*What is expected*.
Your answer should be the records below, written out exactly.

Stored data entries:
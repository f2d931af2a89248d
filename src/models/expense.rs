use chrono::{DateTime, NaiveDate, NaiveDateTime, Utc};
use diesel::prelude::*;
use serde::{Deserialize, Serialize};
use uuid::Uuid;

/// An operating expense, optionally attributed to a vendor
#[derive(Queryable, Selectable, Insertable, Debug, Clone, PartialEq, Serialize, Deserialize)]
#[diesel(table_name = crate::schema::expenses)]
#[diesel(check_for_backend(diesel::sqlite::Sqlite))]
pub struct Expense {
    /// Unique identifier for the expense (UUID v4 as string)
    id: String,

    /// The vendor billed for it, if any
    vendor_id: Option<String>,

    /// Bookkeeping category, e.g. "laundry", "maintenance", "supplies"
    category: String,

    /// Amount in integer cents; always positive
    amount_cents: i64,

    /// The day the expense was incurred
    incurred_on: NaiveDate,

    note: Option<String>,

    created_at: NaiveDateTime,
}

impl Expense {
    pub fn new(
        vendor_id: Option<String>,
        category: String,
        amount_cents: i64,
        incurred_on: NaiveDate,
        note: Option<String>,
    ) -> Self {
        Self {
            id: Uuid::new_v4().to_string(),
            vendor_id,
            category,
            amount_cents,
            incurred_on,
            note,
            created_at: Utc::now().naive_utc(),
        }
    }

    pub fn get_id(&self) -> String {
        self.id.clone()
    }

    pub fn get_vendor_id(&self) -> Option<String> {
        self.vendor_id.clone()
    }

    pub fn get_category(&self) -> String {
        self.category.clone()
    }

    pub fn get_amount_cents(&self) -> i64 {
        self.amount_cents
    }

    pub fn get_incurred_on(&self) -> NaiveDate {
        self.incurred_on
    }

    pub fn get_note(&self) -> Option<String> {
        self.note.clone()
    }

    pub fn get_created_at(&self) -> DateTime<Utc> {
        DateTime::from_naive_utc_and_offset(self.created_at, Utc)
    }
}
use std::path::PathBuf;
use chrono::Duration;
use serde::{Deserialize, Serialize};
use directories::ProjectDirs;
use clap::Parser;
use std::fs;
use tracing::{info, warn};
use toml;

/// Configuration for the front-desk server
#[derive(Debug, Clone, Serialize, Deserialize)]
pub struct Config {
    /// URL for the database connection
    pub database_url: String,
    /// Address (host:port) the HTTP server binds to
    pub bind_address: String,
    /// How long a login session stays valid, in minutes
    pub session_ttl_minutes: u64,
    /// Password given to the bootstrap admin user when the users table is empty
    pub bootstrap_admin_password: String,
}

/// Update structure for Config with all fields optional
#[derive(Debug, Clone, Serialize, Deserialize, Default)]
pub struct ConfigUpdate {
    /// Optional update for database URL
    #[serde(default)]
    pub database_url: Option<String>,
    /// Optional update for the bind address
    #[serde(default)]
    pub bind_address: Option<String>,
    /// Optional update for the session TTL (in minutes)
    #[serde(default)]
    pub session_ttl_minutes: Option<u64>,
    /// Optional update for the bootstrap admin password
    #[serde(default)]
    pub bootstrap_admin_password: Option<String>,
}

/// Command line arguments for the application
#[derive(Parser, Debug)]
#[clap(name = "frontdesk", about = "A hotel front-desk API server")]
pub struct CliArgs {
    /// Database URL
    #[clap(long, env = "DATABASE_URL")]
    pub database_url: Option<String>,

    /// Address the HTTP server binds to
    #[clap(long, env = "FRONTDESK_BIND_ADDRESS")]
    pub bind_address: Option<String>,

    /// Session TTL in minutes
    #[clap(long, env = "FRONTDESK_SESSION_TTL_MINUTES")]
    pub session_ttl_minutes: Option<u64>,

    /// Password for the bootstrap admin user
    #[clap(long, env = "FRONTDESK_BOOTSTRAP_ADMIN_PASSWORD")]
    pub bootstrap_admin_password: Option<String>,
}

impl Config {
    /// Applies a config update to the current configuration
    pub fn apply_update(self, update: ConfigUpdate) -> Self {
        Self {
            database_url: update.database_url.unwrap_or(self.database_url),
            bind_address: update.bind_address.unwrap_or(self.bind_address),
            session_ttl_minutes: update.session_ttl_minutes.unwrap_or(self.session_ttl_minutes),
            bootstrap_admin_password: update.bootstrap_admin_password.unwrap_or(self.bootstrap_admin_password),
        }
    }

    /// Returns the session TTL as a Duration
    pub fn session_ttl(&self) -> Duration {
        Duration::minutes(self.session_ttl_minutes as i64)
    }
}

/// Returns the base (default) configuration
pub fn base_config(config_path: Option<PathBuf>) -> Config {

    let database_url = config_path.map_or("frontdesk.db".to_string(), |path| path.join("frontdesk.db").to_string_lossy().to_string());

    Config {
        database_url,
        bind_address: "127.0.0.1:3000".to_string(),
        session_ttl_minutes: 12 * 60,
        bootstrap_admin_password: "admin".to_string(),
    }
}

/// Loads configuration from a TOML file
pub fn config_from_file(config_path: Option<PathBuf>) -> Result<ConfigUpdate, String> {
    // if the config path is None, return the default config
    if config_path.is_none() {
        return Ok(ConfigUpdate::default());
    }

    let config_path = config_path.unwrap();

    if !config_path.exists() {
        info!("Config file not found at {:?}, using defaults", config_path);
        return Ok(ConfigUpdate::default());
    }

    match fs::read_to_string(&config_path) {
        Ok(content) => match toml::from_str::<ConfigUpdate>(&content) {
            Ok(config) => {
                info!("Loaded configuration from {:?}", config_path);
                Ok(config)
            },
            Err(e) => {
                warn!("Failed to parse config file: {}", e);
                Err(format!("Failed to parse config file: {}", e))
            }
        },
        Err(e) => {
            warn!("Failed to read config file: {}", e);
            Err(format!("Failed to read config file: {}", e))
        }
    }
}

/// Loads configuration from command line arguments
pub fn config_from_args(args: CliArgs) -> ConfigUpdate {
    ConfigUpdate {
        database_url: args.database_url,
        bind_address: args.bind_address,
        session_ttl_minutes: args.session_ttl_minutes,
        bootstrap_admin_password: args.bootstrap_admin_password,
    }
}

/// Gets the complete configuration by combining defaults with
/// values from config file, environment variables, and command line arguments
/// in order of increasing precedence
pub fn get_config(args: CliArgs) -> Config {
    let mut config_path = match ProjectDirs::from("com", "frontdesk", "frontdesk") {
        Some(proj_dirs) => {
            let config_dir = proj_dirs.config_dir();
            let path = PathBuf::from(config_dir);
            Some(path)
        }
        None => {
            warn!("Could not determine XDG config directory, skipping config file");
            None
        }
    };

    config_path = config_path.and_then(|path| {
        if !path.exists() {
            info!("Config path not found at {:?}, using defaults", path);
            None
        } else {
            Some(path)
        }
    });

    let base = base_config(config_path.clone());

    // Apply updates in order of increasing precedence
    let config = base
        .apply_update(config_from_file(config_path.map(|p| p.join("config.toml"))).unwrap_or_default())
        .apply_update(config_from_args(args));

    info!("Final configuration: database_url={}, bind_address={}, session_ttl={}min",
          config.database_url, config.bind_address, config.session_ttl_minutes);

    config
}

*Worked solution*.
repository f2d931af2a89248d
filename src/models/expense.rs
use chrono::{DateTime, NaiveDate, NaiveDateTime, Utc};
use diesel::prelude::*;
use serde::{Deserialize, Serialize};
use uuid::Uuid;

/// An operating expense, optionally attributed to a vendor
#[derive(Queryable, Selectable, Insertable, Debug, Clone, PartialEq, Serialize, Deserialize)]
#[diesel(table_name = crate::schema::expenses)]
#[diesel(check_for_backend(diesel::sqlite::Sqlite))]
pub struct Expense {
    /// Unique identifier for the expense (UUID v4 as string)
    id: String,

    /// The vendor billed for it, if any
    vendor_id: Option<String>,

    /// Bookkeeping category, e.g. "laundry", "maintenance", "supplies"
    category: String,

    /// Amount in integer cents; always positive
    amount_cents: i64,

    /// The day the expense was incurred
    incurred_on: NaiveDate,

    note: Option<String>,

    created_at: NaiveDateTime,
}

impl Expense {
    pub fn new(
        vendor_id: Option<String>,
        category: String,
        amount_cents: i64,
        incurred_on: NaiveDate,
        note: Option<String>,
    ) -> Self {
        Self {
            id: Uuid::new_v4().to_string(),
            vendor_id,
            category,
            amount_cents,
            incurred_on,
            note,
            created_at: Utc::now().naive_utc(),
        }
    }

    pub fn get_id(&self) -> String {
        self.id.clone()
    }

    pub fn get_vendor_id(&self) -> Option<String> {
        self.vendor_id.clone()
    }

    pub fn get_category(&self) -> String {
        self.category.clone()
    }

    pub fn get_amount_cents(&self) -> i64 {
        self.amount_cents
    }

    pub fn get_incurred_on(&self) -> NaiveDate {
        self.incurred_on
    }

    pub fn get_note(&self) -> Option<String> {
        self.note.clone()
    }

    pub fn get_created_at(&self) -> DateTime<Utc> {
        DateTime::from_naive_utc_and_offset(self.created_at, Utc)
    }
}
use std::path::PathBuf;
use chrono::Duration;
use serde::{Deserialize, Serialize};
use directories::ProjectDirs;
use clap::Parser;
use std::fs;
use tracing::{info, warn};
use toml;

/// Configuration for the front-desk server
#[derive(Debug, Clone, Serialize, Deserialize)]
pub struct Config {
    /// URL for the database connection
    pub database_url: String,
    /// Address (host:port) the HTTP server binds to
    pub bind_address: String,
    /// How long a login session stays valid, in minutes
    pub session_ttl_minutes: u64,
    /// Password given to the bootstrap admin user when the users table is empty
    pub bootstrap_admin_password: String,
}

/// Update structure for Config with all fields optional
#[derive(Debug, Clone, Serialize, Deserialize, Default)]
pub struct ConfigUpdate {
    /// Optional update for database URL
    #[serde(default)]
    pub database_url: Option<String>,
    /// Optional update for the bind address
    #[serde(default)]
    pub bind_address: Option<String>,
    /// Optional update for the session TTL (in minutes)
    #[serde(default)]
    pub session_ttl_minutes: Option<u64>,
    /// Optional update for the bootstrap admin password
    #[serde(default)]
    pub bootstrap_admin_password: Option<String>,
}

/// Command line arguments for the application
#[derive(Parser, Debug)]
#[clap(name = "frontdesk", about = "A hotel front-desk API server")]
pub struct CliArgs {
    /// Database URL
    #[clap(long, env = "DATABASE_URL")]
    pub database_url: Option<String>,

    /// Address the HTTP server binds to
    #[clap(long, env = "FRONTDESK_BIND_ADDRESS")]
    pub bind_address: Option<String>,

    /// Session TTL in minutes
    #[clap(long, env = "FRONTDESK_SESSION_TTL_MINUTES")]
    pub session_ttl_minutes: Option<u64>,

    /// Password for the bootstrap admin user
    #[clap(long, env = "FRONTDESK_BOOTSTRAP_ADMIN_PASSWORD")]
    pub bootstrap_admin_password: Option<String>,
}

impl Config {
    /// Applies a config update to the current configuration
    pub fn apply_update(self, update: ConfigUpdate) -> Self {
        Self {
            database_url: update.database_url.unwrap_or(self.database_url),
            bind_address: update.bind_address.unwrap_or(self.bind_address),
            session_ttl_minutes: update.session_ttl_minutes.unwrap_or(self.session_ttl_minutes),
            bootstrap_admin_password: update.bootstrap_admin_password.unwrap_or(self.bootstrap_admin_password),
        }
    }

    /// Returns the session TTL as a Duration
    pub fn session_ttl(&self) -> Duration {
        Duration::minutes(self.session_ttl_minutes as i64)
    }
}

/// Returns the base (default) configuration
pub fn base_config(config_path: Option<PathBuf>) -> Config {

    let database_url = config_path.map_or("frontdesk.db".to_string(), |path| path.join("frontdesk.db").to_string_lossy().to_string());

    Config {
        database_url,
        bind_address: "127.0.0.1:3000".to_string(),
        session_ttl_minutes: 12 * 60,
        bootstrap_admin_password: "admin".to_string(),
    }
}

/// Loads configuration from a TOML file
pub fn config_from_file(config_path: Option<PathBuf>) -> Result<ConfigUpdate, String> {
    // if the config path is None, return the default config
    if config_path.is_none() {
        return Ok(ConfigUpdate::default());
    }

    let config_path = config_path.unwrap();

    if !config_path.exists() {
        info!("Config file not found at {:?}, using defaults", config_path);
        return Ok(ConfigUpdate::default());
    }

    match fs::read_to_string(&config_path) {
        Ok(content) => match toml::from_str::<ConfigUpdate>(&content) {
            Ok(config) => {
                info!("Loaded configuration from {:?}", config_path);
                Ok(config)
            },
            Err(e) => {
                warn!("Failed to parse config file: {}", e);
                Err(format!("Failed to parse config file: {}", e))
            }
        },
        Err(e) => {
            warn!("Failed to read config file: {}", e);
            Err(format!("Failed to read config file: {}", e))
        }
    }
}

/// Loads configuration from command line arguments
pub fn config_from_args(args: CliArgs) -> ConfigUpdate {
    ConfigUpdate {
        database_url: args.database_url,
        bind_address: args.bind_address,
        session_ttl_minutes: args.session_ttl_minutes,
        bootstrap_admin_password: args.bootstrap_admin_password,
    }
}

/// Gets the complete configuration by combining defaults with
/// values from config file, environment variables, and command line arguments
/// in order of increasing precedence
pub fn get_config(args: CliArgs) -> Config {
    let mut config_path = match ProjectDirs::from("com", "frontdesk", "frontdesk") {
        Some(proj_dirs) => {
            let config_dir = proj_dirs.config_dir();
            let path = PathBuf::from(config_dir);
            Some(path)
        }
        None => {
            warn!("Could not determine XDG config directory, skipping config file");
            None
        }
    };

    config_path = config_path.and_then(|path| {
        if !path.exists() {
            info!("Config path not found at {:?}, using defaults", path);
            None
        } else {
            Some(path)
        }
    });

    let base = base_config(config_path.clone());

    // Apply updates in order of increasing precedence
    let config = base
        .apply_update(config_from_file(config_path.map(|p| p.join("config.toml"))).unwrap_or_default())
        .apply_update(config_from_args(args));

    info!("Final configuration: database_url={}, bind_address={}, session_ttl={}min",
          config.database_url, config.bind_address, config.session_ttl_minutes);

    config
}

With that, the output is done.